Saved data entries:
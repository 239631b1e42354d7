//! Extraction of connected foreground regions and selection of the best one.

use image::GrayImage;
use imageproc::contours::{BorderType, find_contours};
use imageproc::point::Point;
use nalgebra::Point2;
use tracing::debug;

use crate::tracker::moments::Moments;

/// Admissible region areas. Both bounds are exclusive.
#[derive(Debug, Clone, Copy, PartialEq)]
pub struct AreaBounds {
    pub min_area: f64,
    pub max_area: f64,
}

impl AreaBounds {
    pub fn new(min_area: f64, max_area: f64) -> Self {
        Self { min_area, max_area }
    }

    /// Bounds for a processed frame: anything up to the full frame area.
    pub fn for_frame(min_area: u32, width: u32, height: u32) -> Self {
        Self::new(min_area.max(1) as f64, width as f64 * height as f64)
    }

    /// `min_area < area < max_area`.
    #[inline]
    pub fn admits(&self, area: f64) -> bool {
        self.min_area < area && area < self.max_area
    }
}

/// A connected foreground region of a mask.
#[derive(Debug, Clone, PartialEq)]
pub struct Region {
    /// Outer boundary, straight runs collapsed to their end points.
    pub boundary: Vec<Point<i32>>,
    pub area: f64,
    pub centroid: Point2<f64>,
}

/// Picks the largest admissible region of a mask.
#[derive(Debug, Clone, Copy)]
pub struct BlobSelector {
    bounds: AreaBounds,
}

impl BlobSelector {
    pub fn new(bounds: AreaBounds) -> Self {
        Self { bounds }
    }

    pub fn bounds(&self) -> AreaBounds {
        self.bounds
    }

    pub fn set_bounds(&mut self, bounds: AreaBounds) {
        self.bounds = bounds;
    }

    /// Select the region with the strictly largest admissible area. Among equal
    /// areas the first region in raster order wins.
    pub fn select(&self, mask: &GrayImage) -> Option<Region> {
        self.select_from(extract_regions(mask))
    }

    pub fn select_from(&self, regions: Vec<Region>) -> Option<Region> {
        let total = regions.len();
        let mut best: Option<Region> = None;
        let mut admitted = 0usize;

        for region in regions {
            if !self.bounds.admits(region.area) {
                continue;
            }
            admitted += 1;
            if best.as_ref().is_none_or(|b| region.area > b.area) {
                best = Some(region);
            }
        }

        debug!(total, admitted, found = best.is_some(), "blob selection");
        best
    }
}

/// Outer boundaries of all foreground components, in raster discovery order.
///
/// Regions enclosing no area (single pixels, one pixel wide lines) are dropped
/// since no bounds can admit them.
pub fn extract_regions(mask: &GrayImage) -> Vec<Region> {
    find_contours::<i32>(mask)
        .into_iter()
        .filter(|contour| contour.border_type == BorderType::Outer)
        .filter_map(|contour| {
            let boundary = compress_chain(&contour.points);
            let moments = Moments::of_polygon(&boundary);
            let centroid = moments.centroid()?;
            Some(Region {
                boundary,
                area: moments.area(),
                centroid,
            })
        })
        .collect()
}

/// Keep only the points of a closed chain where its direction changes.
///
/// Horizontal, vertical and diagonal runs are reduced to their end points, so
/// an axis-aligned rectangle collapses to its four corners. The enclosed
/// polygon is unchanged.
pub fn compress_chain(points: &[Point<i32>]) -> Vec<Point<i32>> {
    let mut chain: Vec<Point<i32>> = Vec::with_capacity(points.len());
    for &point in points {
        if chain.last() != Some(&point) {
            chain.push(point);
        }
    }
    while chain.len() > 1 && chain.first() == chain.last() {
        chain.pop();
    }
    if chain.len() <= 2 {
        return chain;
    }

    let n = chain.len();
    let direction = |from: Point<i32>, to: Point<i32>| {
        ((to.x - from.x).signum(), (to.y - from.y).signum())
    };

    let compressed: Vec<Point<i32>> = (0..n)
        .filter(|&i| {
            let prev = chain[(i + n - 1) % n];
            let next = chain[(i + 1) % n];
            direction(prev, chain[i]) != direction(chain[i], next)
        })
        .map(|i| chain[i])
        .collect();

    if compressed.is_empty() {
        chain.truncate(1);
        chain
    } else {
        compressed
    }
}

#[cfg(test)]
mod tests {
    use super::*;
    use image::Luma;

    fn mask_with(width: u32, height: u32, on: impl Fn(u32, u32) -> bool) -> GrayImage {
        GrayImage::from_fn(width, height, |x, y| Luma([if on(x, y) { 255 } else { 0 }]))
    }

    fn block(x0: u32, y0: u32, w: u32, h: u32) -> impl Fn(u32, u32) -> bool {
        move |x, y| (x0..x0 + w).contains(&x) && (y0..y0 + h).contains(&y)
    }

    #[test]
    fn test_rectangle_collapses_to_corners() {
        let mask = mask_with(30, 30, block(10, 5, 10, 10));
        let regions = extract_regions(&mask);
        assert_eq!(regions.len(), 1);

        let region = &regions[0];
        assert_eq!(region.boundary.len(), 4);
        assert!(region.boundary.contains(&Point::new(10, 5)));
        assert!(region.boundary.contains(&Point::new(19, 14)));
    }

    #[test]
    fn test_single_region_exact_centroid() {
        let mask = mask_with(30, 30, block(10, 5, 10, 10));
        let selector = BlobSelector::new(AreaBounds::for_frame(1, 30, 30));
        let region = selector.select(&mask).unwrap();

        // Polygon through pixel centers: 9 x 9.
        assert!((region.area - 81.0).abs() < 1e-9);
        assert!((region.centroid.x - 14.5).abs() < 1e-9);
        assert!((region.centroid.y - 9.5).abs() < 1e-9);
    }

    #[test]
    fn test_largest_region_wins() {
        let small = block(2, 2, 5, 5);
        let large = block(15, 15, 10, 12);
        let mask = mask_with(40, 40, |x, y| small(x, y) || large(x, y));
        let selector = BlobSelector::new(AreaBounds::for_frame(1, 40, 40));

        let region = selector.select(&mask).unwrap();
        assert!((region.area - 99.0).abs() < 1e-9);
        assert!((region.centroid.x - 19.5).abs() < 1e-9);
        assert!((region.centroid.y - 20.5).abs() < 1e-9);
    }

    #[test]
    fn test_equal_areas_pick_first_in_raster_order() {
        let upper = block(20, 2, 6, 6);
        let lower = block(2, 20, 6, 6);
        let mask = mask_with(40, 40, |x, y| upper(x, y) || lower(x, y));
        let selector = BlobSelector::new(AreaBounds::for_frame(1, 40, 40));

        for _ in 0..3 {
            let region = selector.select(&mask).unwrap();
            assert!((region.centroid.x - 22.5).abs() < 1e-9);
            assert!((region.centroid.y - 4.5).abs() < 1e-9);
        }
    }

    #[test]
    fn test_area_bounds_are_exclusive() {
        // Region area is 81.
        let mask = mask_with(30, 30, block(10, 5, 10, 10));

        let at_min = BlobSelector::new(AreaBounds::new(81.0, 900.0));
        assert!(at_min.select(&mask).is_none());

        let below_min = BlobSelector::new(AreaBounds::new(80.0, 900.0));
        assert!(below_min.select(&mask).is_some());

        let at_max = BlobSelector::new(AreaBounds::new(1.0, 81.0));
        assert!(at_max.select(&mask).is_none());
    }

    #[test]
    fn test_empty_mask_finds_nothing() {
        let mask = GrayImage::new(16, 16);
        let selector = BlobSelector::new(AreaBounds::for_frame(1, 16, 16));
        assert!(selector.select(&mask).is_none());
    }

    #[test]
    fn test_selection_does_not_mutate_mask() {
        let mask = mask_with(30, 30, block(3, 3, 8, 8));
        let copy = mask.clone();
        let selector = BlobSelector::new(AreaBounds::for_frame(1, 30, 30));
        selector.select(&mask);
        assert_eq!(mask, copy);
    }

    #[test]
    fn test_compress_chain_keeps_turns() {
        let chain = vec![
            Point::new(0, 0),
            Point::new(1, 0),
            Point::new(2, 0),
            Point::new(2, 1),
            Point::new(2, 2),
            Point::new(1, 1),
        ];
        assert_eq!(
            compress_chain(&chain),
            vec![Point::new(0, 0), Point::new(2, 0), Point::new(2, 2)]
        );
    }

    #[test]
    fn test_compress_short_chains_untouched() {
        let chain = vec![Point::new(4, 4), Point::new(4, 4), Point::new(5, 4)];
        assert_eq!(compress_chain(&chain), vec![Point::new(4, 4), Point::new(5, 4)]);
    }
}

• _TASK STATEMENT_: Print exactly the lines from the beginning of the entries through the line with "pub struct Region". Output nothing more.

• _EXERCISE RESPONSE_:
repository 239631b1e42354d7
//! Extraction of connected foreground regions and selection of the best one.

use image::GrayImage;
use imageproc::contours::{BorderType, find_contours};
use imageproc::point::Point;
use nalgebra::Point2;
use tracing::debug;

use crate::tracker::moments::Moments;

/// Admissible region areas. Both bounds are exclusive.
#[derive(Debug, Clone, Copy, PartialEq)]
pub struct AreaBounds {
    pub min_area: f64,
    pub max_area: f64,
}

impl AreaBounds {
    pub fn new(min_area: f64, max_area: f64) -> Self {
        Self { min_area, max_area }
    }

    /// Bounds for a processed frame: anything up to the full frame area.
    pub fn for_frame(min_area: u32, width: u32, height: u32) -> Self {
        Self::new(min_area.max(1) as f64, width as f64 * height as f64)
    }

    /// `min_area < area < max_area`.
    #[inline]
    pub fn admits(&self, area: f64) -> bool {
        self.min_area < area && area < self.max_area
    }
}

/// A connected foreground region of a mask.
#[derive(Debug, Clone, PartialEq)]
pub struct Region {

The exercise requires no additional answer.